- Source records -

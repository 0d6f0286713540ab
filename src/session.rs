//! Editor session
//!
//! Ties the composition store, the synthesis bridge, and the playback sink
//! together into the flows the UI triggers: play, stop-all, spectrogram,
//! save/load, and the named-key modal visibility map. All of it runs on one
//! logical thread; the synthesis call is the lone suspension point and the
//! bridge enforces single-flight.

use std::path::Path;

use tracing::info;

use crate::composition::CompositionStore;
use crate::document::{export_composition_json, export_settings_json, ProjectFile};
use crate::engine::{RenderKind, RenderedAudio, SynthesisBridge, SynthesisEngine};
use crate::error::{ArithmusicError, Result};
use crate::playback::{PlaybackSink, SourceRegistry};
use crate::validate::{validate, ErrorReport};

/// Named keys of the modal visibility map.
#[derive(Debug, Clone, Copy, PartialEq, Eq)]
pub enum ModalKind {
    Load,
    Save,
    Settings,
    Alert,
}

/// Visibility of each modal dialog. The dialogs themselves are external
/// collaborators; this core only owns the open/closed flags.
#[derive(Debug, Clone, Copy, Default)]
pub struct ModalState {
    load: bool,
    save: bool,
    settings: bool,
    alert: bool,
}

impl ModalState {
    fn flag(&mut self, kind: ModalKind) -> &mut bool {
        match kind {
            ModalKind::Load => &mut self.load,
            ModalKind::Save => &mut self.save,
            ModalKind::Settings => &mut self.settings,
            ModalKind::Alert => &mut self.alert,
        }
    }

    pub fn toggle(&mut self, kind: ModalKind) {
        let flag = self.flag(kind);
        *flag = !*flag;
    }

    pub fn open(&mut self, kind: ModalKind) {
        *self.flag(kind) = true;
    }

    pub fn close(&mut self, kind: ModalKind) {
        *self.flag(kind) = false;
    }

    pub fn is_open(&self, kind: ModalKind) -> bool {
        match kind {
            ModalKind::Load => self.load,
            ModalKind::Save => self.save,
            ModalKind::Settings => self.settings,
            ModalKind::Alert => self.alert,
        }
    }
}

/// One editing session over a synthesis engine and a playback sink.
pub struct Session<E: SynthesisEngine, S: PlaybackSink> {
    store: CompositionStore,
    bridge: SynthesisBridge<E>,
    sink: S,
    sources: SourceRegistry,
    modals: ModalState,
    last_errors: Option<ErrorReport>,
}

impl<E: SynthesisEngine, S: PlaybackSink> Session<E, S> {
    /// Start a session with the editor's seed composition.
    pub fn new(engine: E, sink: S) -> Self {
        Self::with_store(CompositionStore::with_seed(), engine, sink)
    }

    pub fn with_store(store: CompositionStore, engine: E, sink: S) -> Self {
        Self {
            store,
            bridge: SynthesisBridge::new(engine),
            sink,
            sources: SourceRegistry::new(),
            modals: ModalState::default(),
            last_errors: None,
        }
    }

    /// The composition store; all edits go through it.
    pub fn store(&self) -> &CompositionStore {
        &self.store
    }

    pub fn store_mut(&mut self) -> &mut CompositionStore {
        &mut self.store
    }

    /// Current revision of the composition (redraw trigger).
    pub fn revision(&self) -> u64 {
        self.store.revision()
    }

    /// Read access to the synthesis engine behind the bridge.
    pub fn engine(&self) -> &E {
        self.bridge.engine()
    }

    /// Read access to the playback sink.
    pub fn sink(&self) -> &S {
        &self.sink
    }

    /// The validation report from the last refused synthesis, for the alert
    /// modal.
    pub fn last_errors(&self) -> Option<&ErrorReport> {
        self.last_errors.as_ref()
    }

    /// Number of playback sources started so far.
    pub fn source_count(&self) -> usize {
        self.sources.len()
    }

    pub fn toggle_modal(&mut self, kind: ModalKind) {
        self.modals.toggle(kind);
    }

    pub fn modal_open(&self, kind: ModalKind) -> bool {
        self.modals.is_open(kind)
    }

    /// Validate, synthesize, and hand the result to the playback sink.
    ///
    /// A composition with structural errors is refused before the engine is
    /// touched: the report is kept for the alert modal, the alert flag is
    /// raised, and a `Validation` error is returned. Returns the number of
    /// samples rendered.
    pub fn play(&mut self) -> Result<usize> {
        if let Some(report) = validate(self.store.composition()) {
            self.last_errors = Some(report.clone());
            self.modals.open(ModalKind::Alert);
            return Err(ArithmusicError::Validation { report });
        }
        self.last_errors = None;

        let rendered = self.render(RenderKind::Waveform)?;
        let sample_rate = self.store.composition().settings.fs.round() as u32;
        let source = self.sink.start(&rendered.samples, sample_rate, 1)?;
        self.sources.push(source);

        info!(
            samples = rendered.samples.len(),
            sample_rate, "composition playing"
        );
        Ok(rendered.samples.len())
    }

    /// Stop every source started during this session.
    pub fn stop_all(&mut self) {
        self.sources.stop_all();
    }

    /// Render spectral data for the current composition. Shares the play
    /// path's validation gate and buffer lifecycle.
    pub fn render_spectrogram(&mut self) -> Result<RenderedAudio> {
        if let Some(report) = validate(self.store.composition()) {
            self.last_errors = Some(report.clone());
            return Err(ArithmusicError::Validation { report });
        }
        self.render(RenderKind::Spectrogram)
    }

    fn render(&mut self, kind: RenderKind) -> Result<RenderedAudio> {
        let composition_doc = export_composition_json(self.store.composition())?;
        let settings_doc = export_settings_json(&self.store.composition().settings)?;
        self.bridge.render(kind, &composition_doc, &settings_doc)
    }

    /// Write the current composition to a project file.
    pub fn save_project(&self, path: &Path) -> Result<()> {
        ProjectFile::snapshot(self.store.composition())?.save_to(path)
    }

    /// Replace the current composition from a project file. A malformed or
    /// corrupt file aborts the load and leaves the composition untouched.
    pub fn load_project(&mut self, path: &Path) -> Result<()> {
        let loaded = ProjectFile::load_from(path)?.into_composition()?;
        self.store.load_composition(loaded)
    }
}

- Task -
Could you output the records in full, exactly as written?

- Task output -
repository 0d6f0286713540ab
filename src/session.rs
//! Editor session
//!
//! Ties the composition store, the synthesis bridge, and the playback sink
//! together into the flows the UI triggers: play, stop-all, spectrogram,
//! save/load, and the named-key modal visibility map. All of it runs on one
//! logical thread; the synthesis call is the lone suspension point and the
//! bridge enforces single-flight.

use std::path::Path;

use tracing::info;

use crate::composition::CompositionStore;
use crate::document::{export_composition_json, export_settings_json, ProjectFile};
use crate::engine::{RenderKind, RenderedAudio, SynthesisBridge, SynthesisEngine};
use crate::error::{ArithmusicError, Result};
use crate::playback::{PlaybackSink, SourceRegistry};
use crate::validate::{validate, ErrorReport};

/// Named keys of the modal visibility map.
#[derive(Debug, Clone, Copy, PartialEq, Eq)]
pub enum ModalKind {
    Load,
    Save,
    Settings,
    Alert,
}

/// Visibility of each modal dialog. The dialogs themselves are external
/// collaborators; this core only owns the open/closed flags.
#[derive(Debug, Clone, Copy, Default)]
pub struct ModalState {
    load: bool,
    save: bool,
    settings: bool,
    alert: bool,
}

impl ModalState {
    fn flag(&mut self, kind: ModalKind) -> &mut bool {
        match kind {
            ModalKind::Load => &mut self.load,
            ModalKind::Save => &mut self.save,
            ModalKind::Settings => &mut self.settings,
            ModalKind::Alert => &mut self.alert,
        }
    }

    pub fn toggle(&mut self, kind: ModalKind) {
        let flag = self.flag(kind);
        *flag = !*flag;
    }

    pub fn open(&mut self, kind: ModalKind) {
        *self.flag(kind) = true;
    }

    pub fn close(&mut self, kind: ModalKind) {
        *self.flag(kind) = false;
    }

    pub fn is_open(&self, kind: ModalKind) -> bool {
        match kind {
            ModalKind::Load => self.load,
            ModalKind::Save => self.save,
            ModalKind::Settings => self.settings,
            ModalKind::Alert => self.alert,
        }
    }
}

/// One editing session over a synthesis engine and a playback sink.
pub struct Session<E: SynthesisEngine, S: PlaybackSink> {
    store: CompositionStore,
    bridge: SynthesisBridge<E>,
    sink: S,
    sources: SourceRegistry,
    modals: ModalState,
    last_errors: Option<ErrorReport>,
}

impl<E: SynthesisEngine, S: PlaybackSink> Session<E, S> {
    /// Start a session with the editor's seed composition.
    pub fn new(engine: E, sink: S) -> Self {
        Self::with_store(CompositionStore::with_seed(), engine, sink)
    }

    pub fn with_store(store: CompositionStore, engine: E, sink: S) -> Self {
        Self {
            store,
            bridge: SynthesisBridge::new(engine),
            sink,
            sources: SourceRegistry::new(),
            modals: ModalState::default(),
            last_errors: None,
        }
    }

    /// The composition store; all edits go through it.
    pub fn store(&self) -> &CompositionStore {
        &self.store
    }

    pub fn store_mut(&mut self) -> &mut CompositionStore {
        &mut self.store
    }

    /// Current revision of the composition (redraw trigger).
    pub fn revision(&self) -> u64 {
        self.store.revision()
    }

    /// Read access to the synthesis engine behind the bridge.
    pub fn engine(&self) -> &E {
        self.bridge.engine()
    }

    /// Read access to the playback sink.
    pub fn sink(&self) -> &S {
        &self.sink
    }

    /// The validation report from the last refused synthesis, for the alert
    /// modal.
    pub fn last_errors(&self) -> Option<&ErrorReport> {
        self.last_errors.as_ref()
    }

    /// Number of playback sources started so far.
    pub fn source_count(&self) -> usize {
        self.sources.len()
    }

    pub fn toggle_modal(&mut self, kind: ModalKind) {
        self.modals.toggle(kind);
    }

    pub fn modal_open(&self, kind: ModalKind) -> bool {
        self.modals.is_open(kind)
    }

    /// Validate, synthesize, and hand the result to the playback sink.
    ///
    /// A composition with structural errors is refused before the engine is
    /// touched: the report is kept for the alert modal, the alert flag is
    /// raised, and a `Validation` error is returned. Returns the number of
    /// samples rendered.
    pub fn play(&mut self) -> Result<usize> {
        if let Some(report) = validate(self.store.composition()) {
            self.last_errors = Some(report.clone());
            self.modals.open(ModalKind::Alert);
            return Err(ArithmusicError::Validation { report });
        }
        self.last_errors = None;

        let rendered = self.render(RenderKind::Waveform)?;
        let sample_rate = self.store.composition().settings.fs.round() as u32;
        let source = self.sink.start(&rendered.samples, sample_rate, 1)?;
        self.sources.push(source);

        info!(
            samples = rendered.samples.len(),
            sample_rate, "composition playing"
        );
        Ok(rendered.samples.len())
    }

    /// Stop every source started during this session.
    pub fn stop_all(&mut self) {
        self.sources.stop_all();
    }

    /// Render spectral data for the current composition. Shares the play
    /// path's validation gate and buffer lifecycle.
    pub fn render_spectrogram(&mut self) -> Result<RenderedAudio> {
        if let Some(report) = validate(self.store.composition()) {
            self.last_errors = Some(report.clone());
            return Err(ArithmusicError::Validation { report });
        }
        self.render(RenderKind::Spectrogram)
    }

    fn render(&mut self, kind: RenderKind) -> Result<RenderedAudio> {
        let composition_doc = export_composition_json(self.store.composition())?;
        let settings_doc = export_settings_json(&self.store.composition().settings)?;
        self.bridge.render(kind, &composition_doc, &settings_doc)
    }

    /// Write the current composition to a project file.
    pub fn save_project(&self, path: &Path) -> Result<()> {
        ProjectFile::snapshot(self.store.composition())?.save_to(path)
    }

    /// Replace the current composition from a project file. A malformed or
    /// corrupt file aborts the load and leaves the composition untouched.
    pub fn load_project(&mut self, path: &Path) -> Result<()> {
        let loaded = ProjectFile::load_from(path)?.into_composition()?;
        self.store.load_composition(loaded)
    }
}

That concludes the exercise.